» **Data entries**

**********

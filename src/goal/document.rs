//! JSON goal documents
//!
//! The CLI and the tests describe goals as JSON:
//!
//! ```json
//! {
//!   "id": "example",
//!   "atoms": [{ "name": "X", "kind": "user" }],
//!   "equations": [{ "left": ["X"], "right": ["A", { "exists": { "role": "r", "filler": "B" } }] }]
//! }
//! ```
//!
//! Concept names that are not declared in `atoms` are constants. The names
//! `⊤`, `top` and `owl:Thing` denote the top concept.

use std::collections::BTreeSet;

use serde::{Deserialize, Serialize};

use crate::atoms::{Atom, AtomId, AtomKind, AtomStore, TOP_NAME};
use crate::error::{ErrorCode, UelError, UelResult};
use crate::goal::{Axiom, Goal};

/// Declaration of a concept name and its classification
#[derive(Debug, Clone, PartialEq, Eq, Serialize, Deserialize)]
pub struct AtomSpec {
    pub name: String,
    #[serde(default = "default_kind")]
    pub kind: AtomKind,
}

fn default_kind() -> AtomKind {
    AtomKind::Constant
}

/// `∃role.filler`
#[derive(Debug, Clone, PartialEq, Eq, Serialize, Deserialize)]
pub struct ExistsSpec {
    pub role: String,
    pub filler: String,
}

/// Reference to an atom inside an axiom
#[derive(Debug, Clone, PartialEq, Eq, Serialize, Deserialize)]
#[serde(untagged)]
pub enum AtomRef {
    Name(String),
    Exists { exists: ExistsSpec },
}

/// `left ∘ right` with the connective given by the list it appears in
#[derive(Debug, Clone, PartialEq, Eq, Serialize, Deserialize)]
pub struct AxiomSpec {
    #[serde(default)]
    pub left: Vec<AtomRef>,
    #[serde(default)]
    pub right: Vec<AtomRef>,
}

#[derive(Debug, Clone, PartialEq, Eq, Serialize, Deserialize)]
pub struct DefinitionSpec {
    pub defined: String,
    #[serde(default)]
    pub definiens: Vec<AtomRef>,
    #[serde(default)]
    pub primitive: bool,
}

/// Serializable description of a goal
#[derive(Debug, Clone, Default, PartialEq, Eq, Serialize, Deserialize)]
#[serde(default)]
pub struct GoalDocument {
    pub id: String,
    pub atoms: Vec<AtomSpec>,
    /// Shorthand for atoms of kind `user`
    pub variables: Vec<String>,
    pub definitions: Vec<DefinitionSpec>,
    pub equations: Vec<AxiomSpec>,
    pub subsumptions: Vec<AxiomSpec>,
    pub disequations: Vec<AxiomSpec>,
    pub dissubsumptions: Vec<AxiomSpec>,
}

fn is_top_name(name: &str) -> bool {
    matches!(name, TOP_NAME | "top" | "owl:Thing")
}

impl GoalDocument {
    pub fn from_json(text: &str) -> UelResult<Self> {
        Ok(serde_json::from_str(text)?)
    }

    pub fn to_json(&self) -> UelResult<String> {
        Ok(serde_json::to_string_pretty(self)?)
    }

    /// Build the goal, interning every atom the document mentions
    pub fn into_goal(self) -> UelResult<Goal> {
        let id = if self.id.is_empty() { "goal".to_string() } else { self.id.clone() };
        let mut store = AtomStore::with_top();

        for spec in &self.atoms {
            if is_top_name(&spec.name) {
                continue;
            }
            if spec.kind == AtomKind::Existential {
                return Err(UelError::new(
                    ErrorCode::InvalidValue,
                    format!("atom {} is declared with kind existential", spec.name),
                ));
            }
            store.name(&spec.name, spec.kind)?;
        }
        for name in &self.variables {
            store.user_variable(name)?;
        }

        let mut goal = Goal::new(id, store);
        for def in &self.definitions {
            let defined = intern_name(goal.store_mut(), &def.defined)?;
            let definiens = intern_refs(goal.store_mut(), &def.definiens)?;
            goal.add_definition(defined, definiens, def.primitive)?;
        }
        let groups = [
            (&self.equations, crate::goal::Connective::Equivalence),
            (&self.subsumptions, crate::goal::Connective::Subsumption),
            (&self.disequations, crate::goal::Connective::Disequivalence),
            (&self.dissubsumptions, crate::goal::Connective::Dissubsumption),
        ];
        for (specs, connective) in groups {
            for spec in specs {
                let left = intern_refs(goal.store_mut(), &spec.left)?;
                let right = intern_refs(goal.store_mut(), &spec.right)?;
                goal.add_axiom(left, right, connective)?;
            }
        }
        Ok(goal)
    }
}

fn intern_name(store: &mut AtomStore, name: &str) -> UelResult<AtomId> {
    if is_top_name(name) {
        return Ok(store.intern_top());
    }
    store.intern(Atom::name(name))
}

fn intern_refs(store: &mut AtomStore, refs: &[AtomRef]) -> UelResult<BTreeSet<AtomId>> {
    let mut ids = BTreeSet::new();
    for r in refs {
        let id = match r {
            AtomRef::Name(name) => intern_name(store, name)?,
            AtomRef::Exists { exists } => {
                let filler = intern_name(store, &exists.filler)?;
                store.existential(&exists.role, filler)?
            }
        };
        ids.insert(id);
    }
    Ok(ids)
}

impl Goal {
    /// Parse a goal from a JSON document
    pub fn from_json(text: &str) -> UelResult<Goal> {
        GoalDocument::from_json(text)?.into_goal()
    }

    /// Describe this goal as a document
    pub fn to_document(&self) -> GoalDocument {
        let store = self.store();
        let to_ref = |id: AtomId| match store.get(id) {
            Some(Atom::Exists { role, filler }) => AtomRef::Exists {
                exists: ExistsSpec {
                    role: store.role_name(*role).unwrap_or_default().to_string(),
                    filler: store.render(*filler),
                },
            },
            _ => AtomRef::Name(store.render(id)),
        };
        let to_spec = |axiom: &Axiom| AxiomSpec {
            left: axiom.left.iter().map(|&id| to_ref(id)).collect(),
            right: axiom.right.iter().map(|&id| to_ref(id)).collect(),
        };

        let atoms = store
            .ids()
            .filter(|&id| store.get(id).is_some_and(Atom::is_name) && !store.is_top(id))
            .filter_map(|id| {
                store.kind(id).map(|kind| AtomSpec { name: store.render(id), kind })
            })
            .collect();

        GoalDocument {
            id: self.id().to_string(),
            atoms,
            variables: Vec::new(),
            definitions: self
                .definitions()
                .iter()
                .map(|d| DefinitionSpec {
                    defined: store.render(d.defined),
                    definiens: d.definiens.iter().map(|&id| to_ref(id)).collect(),
                    primitive: d.primitive,
                })
                .collect(),
            equations: self.equations().iter().map(to_spec).collect(),
            subsumptions: self.subsumptions().iter().map(to_spec).collect(),
            disequations: self.disequations().iter().map(to_spec).collect(),
            dissubsumptions: self.dissubsumptions().iter().map(to_spec).collect(),
        }
    }
}

#[cfg(test)]
mod tests {
    use super::*;

    const DOC: &str = r#"{
        "id": "cars",
        "variables": ["X"],
        "atoms": [{ "name": "Y", "kind": "flattening" }],
        "equations": [
            { "left": ["X"], "right": ["Car", { "exists": { "role": "has", "filler": "Y" } }] }
        ],
        "subsumptions": [{ "left": ["Y"], "right": ["Wheel", "top"] }],
        "dissubsumptions": [{ "left": ["X"], "right": ["Boat"] }]
    }"#;

    #[test]
    fn test_parse_document() {
        let goal = Goal::from_json(DOC).unwrap();
        let store = goal.store();
        assert_eq!(goal.id(), "cars");
        assert_eq!(store.user_variables().len(), 1);
        assert_eq!(store.flattening_variables().len(), 1);
        assert!(store.name_id("Car").is_some_and(|id| store.is_constant(id)));
        assert_eq!(goal.equations().len(), 1);
        // top is dropped from the right side
        assert_eq!(goal.subsumptions()[0].right.len(), 1);
        assert!(goal.has_negative_constraints());
    }

    #[test]
    fn test_document_roundtrip() {
        let goal = Goal::from_json(DOC).unwrap();
        let doc = goal.to_document();
        let again = doc.clone().into_goal().unwrap();
        assert_eq!(again.axioms().len(), goal.axioms().len());
        assert_eq!(again.to_document(), doc);
    }

    #[test]
    fn test_malformed_json() {
        let err = Goal::from_json("{ \"equations\": 3 }").unwrap_err();
        assert_eq!(err.code, ErrorCode::InvalidFormat);
    }

    #[test]
    fn test_existential_kind_rejected() {
        let err = Goal::from_json(r#"{ "atoms": [{ "name": "A", "kind": "existential" }] }"#)
            .unwrap_err();
        assert_eq!(err.code, ErrorCode::InvalidValue);
    }
}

**********

» **The task**
A single figure is required: the number of lines above in which the word "return" occurs.

» **Solution to this exercise**
2